The 3-week MLS laser therapy showed a reduction in the number of RP attacks per week, duration of a single RP attack, and pain assessed by VAS (Table 2).
Capillaroscopic effects of MLS laser therapy
Mild changes (score 1) in NVC were present in 18 (23.1%) patients with Raynaud's phenomenon, while moderate and advanced abnormalities were observed in 17 (21.8%) and 23 (29.5%) patients, respectively (Table 3). After 3 weeks of MLS laser therapy an increase in the number of patients (from 20 to 27) without microcirculation abnormalities was noticed. Moreover, a decrease in the number of patients (from 23 to 17) with advanced changes in NVC (score 3) was observed. Mild (score 1) changes in NVC were observed in 16 out of 38 (42.1%) patients with primary RP, while moderate capillaroscopy changes (score 2) were found in 2 patients (5.3%).
After MLS laser therapy, an increase in the number of patients with a score of 0 was observed (from 52.6% to 71%). Simultaneously, a decrease in the number of patients with a score of 1 was noticed (from 42.1% to 23.7%).
The presence of a score of 3 in NVC was found neither before nor after MLS laser therapy. In the group of patients with secondary RP, a reduction of the score of 3 was noticed (from 57.5% to 42.5%) after MLS laser therapy. Moreover, we observed an increased number of patients with a score of 1 (from 5% to 20%) while the number of patients with a score of 2 was invariable.
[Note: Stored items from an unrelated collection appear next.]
//! Fluent Forward Exporter Library
//!
//! This library delivers batches of structured log records to a Fluentd /
//! Fluent Bit collector over the Fluent Forward protocol:
//!
//! - **config**: Environment-based configuration for the exporter
//! - **logs**: Inbound log batch model (resources, scopes, records)
//! - **translator**: Log record to Forward record translation
//! - **protocol**: MessagePack wire shapes (forward, packed forward, ack, handshake)
//! - **connection**: TCP/TLS connection with shared-key authentication
//! - **sender**: Transmission with a single reconnect-and-retry
//! - **exporter**: `start` / `deliver` / `stop` facade
//! - **metrics**: Injected delivery counters
//!
//! # Example
//!
//! ```no_run
//! use std::sync::Arc;
//!
//! use fluent_forward_exporter::config::Config;
//! use fluent_forward_exporter::exporter::FluentForwardExporter;
//! use fluent_forward_exporter::logs::{LogRecord, Logs, Resource, ResourceLogs};
//! use fluent_forward_exporter::metrics::DeliveryMetrics;
//!
//! #[tokio::main]
//! async fn main() {
//!     // Load configuration from environment
//!     let config = Config::from_env().expect("Failed to load config");
//!
//!     // Create and start the exporter
//!     let metrics = Arc::new(DeliveryMetrics::new());
//!     let exporter = FluentForwardExporter::new(&config, metrics).expect("Invalid config");
//!     exporter.start().await.ok();
//!
//!     // Deliver a batch
//!     let logs = Logs::new(vec![ResourceLogs::new(
//!         Resource::default(),
//!         vec![LogRecord::new("INFO", "service started")],
//!     )]);
//!     exporter.deliver(&logs).await.ok();
//!
//!     exporter.stop().await.ok();
//! }
//! ```

// Module declarations
pub mod config;
pub mod connection;
pub mod error;
pub mod exporter;
pub mod logs;
pub mod metrics;
pub mod protocol;
pub mod record;
pub mod sender;
pub mod tls;
pub mod translator;

#[cfg(test)]
mod testing;

// Re-export commonly used types at crate root for convenience
pub use config::{Config, ConfigError, TlsSettings};
pub use connection::{ConnectionManager, ConnectionSettings, ConnectionState, ForwardLink};
pub use error::ForwardError;
pub use exporter::FluentForwardExporter;
pub use logs::{AnyValue, Attributes, LogRecord, Logs, Resource, ResourceLogs, ScopeLogs};
pub use metrics::{DeliveryMetrics, DeliveryStats};
pub use protocol::{Entry, EventTime, SendMode};
pub use record::{Record, Value};
pub use sender::Sender;
pub use tls::TlsContext;
pub use translator::{translate, KubernetesMetadata, TranslatorConfig};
Prior to treatment commencement, a positive correlation between microcirculation score abnormalities and the number of RP attacks (r=0.24, p<0.05), and VAS (r=0.27, p<0.02) was found.
After MLS laser therapy, only a positive correlation between NVC score and pain assessed by VAS was noticed (r=0.23, p<0.05) in all RP patients.
MLS laser therapy decreases serum NO concentration
NO concentration was elevated in both groups with RP compared with the control group, before and after treatment (P<0.001).
Interestingly, patients with secondary RP had significantly increased NO values compared with patients with primary RP, before (P<0.001) and after (P<0.05) MLS laser therapy.
In patients with secondary RP, a decrease in NO concentration was observed after treatment (P<0.001)(Table 3).
Before laser therapy, the lowest NO values were noticed in patients with scores 0 and 1 (P<0.05). However, after the treatment a significant decrease in NO serum level was observed in patients with scores 2 (P<0.001) and 3 (P<0.05) (Table 4). In patients with primary RP, a positive correlation between attack duration and pain (VAS) was observed (r = 0.65, P<0.001). In patients with secondary RP, a negative correlation between the number of RP attacks and NO concentration in serum was detected (r = -0.32, P<0.05).
Many different mechanisms have now been implicated in the pathophysiology of Raynaud's phenomenon, i.e. increased vasospasm and reduced vasodilatation, structural abnormalities of large and small vessels, and coagulopathy. The agents playing a major role in these mechanisms include: endothelin-1, nitride oxide (balance between them), the [a.sub.2]-adrenoreceptors, free radicals, and platelet activation/aggregation. Progress in the pathophysiology of the RP has led to new approaches to treatment.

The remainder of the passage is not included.